Work task:
Search the records for "matches". Copy every line where it appears.

Information supplied:
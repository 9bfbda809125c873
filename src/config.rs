//! Pipeline configuration.
//! Every field has a default; a JSON file and CLI flags override them.

use crate::stats::{MIN_DEPARTMENT_TOTAL, TOP_BOTTOM_K};
use serde::Deserialize;
use std::fs;
use std::path::{Path, PathBuf};
use thiserror::Error;

#[derive(Error, Debug)]
pub enum ConfigError {
    #[error("Failed to read config file '{path}': {source}")]
    Read {
        path: PathBuf,
        #[source]
        source: std::io::Error,
    },
    #[error("Invalid config file '{path}': {source}")]
    Parse {
        path: PathBuf,
        #[source]
        source: serde_json::Error,
    },
    #[error("No source given for the {0} term")]
    MissingSource(&'static str),
    #[error("{field} must be at least 1, got {value}")]
    NotPositive { field: &'static str, value: i64 },
}

const PRIOR_LABEL: &str = "Spring 2018";
const CURRENT_LABEL: &str = "Spring 2019";

/// One term export and the label it is shown under.
#[derive(Debug, Clone, Default, Deserialize, PartialEq, Eq)]
#[serde(default)]
pub struct TermConfig {
    pub label: Option<String>,
    /// http(s) URL or local path.
    pub source: String,
}

/// Canvas size and text of the rendered chart.
#[derive(Debug, Clone, Deserialize, PartialEq, Eq)]
#[serde(default)]
pub struct ChartConfig {
    pub width: u32,
    pub height: u32,
    pub title: Option<String>,
    pub subtitle: Option<String>,
    pub caption: Option<String>,
}

impl Default for ChartConfig {
    fn default() -> Self {
        Self {
            width: 1400,
            height: 900,
            title: None,
            subtitle: None,
            caption: None,
        }
    }
}

#[derive(Debug, Clone, Deserialize, PartialEq, Eq)]
#[serde(default)]
pub struct PipelineConfig {
    pub prior: TermConfig,
    pub current: TermConfig,
    /// Preamble rows above the header in each export.
    pub header_skip: usize,
    pub min_department_total: i64,
    pub top_bottom_k: usize,
    /// Value axis spans `[-axis_limit, axis_limit]` percent.
    pub axis_limit: i64,
    pub output: PathBuf,
    /// Optional JSON dump of the charted departments.
    pub summary: Option<PathBuf>,
    pub request_timeout_secs: u64,
    pub chart: ChartConfig,
}

impl Default for PipelineConfig {
    fn default() -> Self {
        Self {
            prior: TermConfig::default(),
            current: TermConfig::default(),
            header_skip: 3,
            min_department_total: MIN_DEPARTMENT_TOTAL,
            top_bottom_k: TOP_BOTTOM_K,
            axis_limit: 60,
            output: PathBuf::from("enrollment_change.png"),
            summary: None,
            request_timeout_secs: 60,
            chart: ChartConfig::default(),
        }
    }
}

impl PipelineConfig {
    pub fn load(path: &Path) -> Result<Self, ConfigError> {
        let content = fs::read_to_string(path).map_err(|source| ConfigError::Read {
            path: path.to_path_buf(),
            source,
        })?;
        Self::from_json(&content).map_err(|source| ConfigError::Parse {
            path: path.to_path_buf(),
            source,
        })
    }

    pub fn from_json(content: &str) -> Result<Self, serde_json::Error> {
        serde_json::from_str(content)
    }

    pub fn validate(&self) -> Result<(), ConfigError> {
        if self.prior.source.trim().is_empty() {
            return Err(ConfigError::MissingSource("prior"));
        }
        if self.current.source.trim().is_empty() {
            return Err(ConfigError::MissingSource("current"));
        }
        let checks = [
            ("min_department_total", self.min_department_total),
            ("top_bottom_k", self.top_bottom_k as i64),
            ("axis_limit", self.axis_limit),
        ];
        for (field, value) in checks {
            if value < 1 {
                return Err(ConfigError::NotPositive { field, value });
            }
        }
        Ok(())
    }

    pub fn prior_label(&self) -> &str {
        self.prior.label.as_deref().unwrap_or(PRIOR_LABEL)
    }

    pub fn current_label(&self) -> &str {
        self.current.label.as_deref().unwrap_or(CURRENT_LABEL)
    }

    pub fn title(&self) -> String {
        self.chart.title.clone().unwrap_or_else(|| {
            "Which departments gained and lost the most undergraduates?".to_string()
        })
    }

    pub fn subtitle(&self) -> String {
        self.chart.subtitle.clone().unwrap_or_else(|| {
            format!(
                "Percent change in undergraduate course enrollment, {} to {}",
                self.prior_label(),
                self.current_label()
            )
        })
    }

    pub fn caption(&self) -> String {
        self.chart.caption.clone().unwrap_or_else(|| {
            format!(
                "Departments with fewer than {} undergraduates in either term are excluded. \
                 Only courses offered by the same department in both terms are counted.",
                self.min_department_total
            )
        })
    }
}

#[cfg(test)]
mod tests {
    use super::*;

    fn with_sources() -> PipelineConfig {
        let mut config = PipelineConfig::default();
        config.prior.source = "prior.xlsx".to_string();
        config.current.source = "current.xlsx".to_string();
        config
    }

    #[test]
    fn defaults_match_analysis_constants() {
        let config = PipelineConfig::default();
        assert_eq!(config.header_skip, 3);
        assert_eq!(config.min_department_total, 50);
        assert_eq!(config.top_bottom_k, 8);
        assert_eq!(config.axis_limit, 60);
        assert_eq!(config.prior_label(), "Spring 2018");
        assert_eq!(config.current_label(), "Spring 2019");
    }

    #[test]
    fn partial_json_keeps_defaults() {
        let config = PipelineConfig::from_json(
            r#"{
                "current": { "source": "https://example.edu/sp19.xlsx" },
                "top_bottom_k": 5,
                "chart": { "title": "Enrollment shifts" }
            }"#,
        )
        .unwrap();

        assert_eq!(config.current.source, "https://example.edu/sp19.xlsx");
        assert_eq!(config.current_label(), "Spring 2019");
        assert_eq!(config.top_bottom_k, 5);
        assert_eq!(config.min_department_total, 50);
        assert_eq!(config.chart.width, 1400);
        assert_eq!(config.title(), "Enrollment shifts");
    }

    #[test]
    fn validate_requires_sources() {
        let err = PipelineConfig::default().validate().unwrap_err();
        assert!(matches!(err, ConfigError::MissingSource("prior")));
        assert!(with_sources().validate().is_ok());
    }

    #[test]
    fn validate_rejects_zero_threshold() {
        let mut config = with_sources();
        config.min_department_total = 0;
        let err = config.validate().unwrap_err();
        assert!(matches!(
            err,
            ConfigError::NotPositive {
                field: "min_department_total",
                value: 0
            }
        ));
    }

    #[test]
    fn derived_text_mentions_terms_and_threshold() {
        let config = with_sources();
        assert!(config.subtitle().contains("Spring 2018 to Spring 2019"));
        assert!(config.caption().contains("fewer than 50"));
    }

    #[test]
    fn load_reports_missing_file() {
        let err = PipelineConfig::load(Path::new("/nonexistent/config.json")).unwrap_err();
        assert!(matches!(err, ConfigError::Read { .. }));
    }
}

Problem solution:
        assert!(matches!(err, ConfigError::MissingSource("prior")));
        assert!(matches!(
        assert!(matches!(err, ConfigError::Read { .. }));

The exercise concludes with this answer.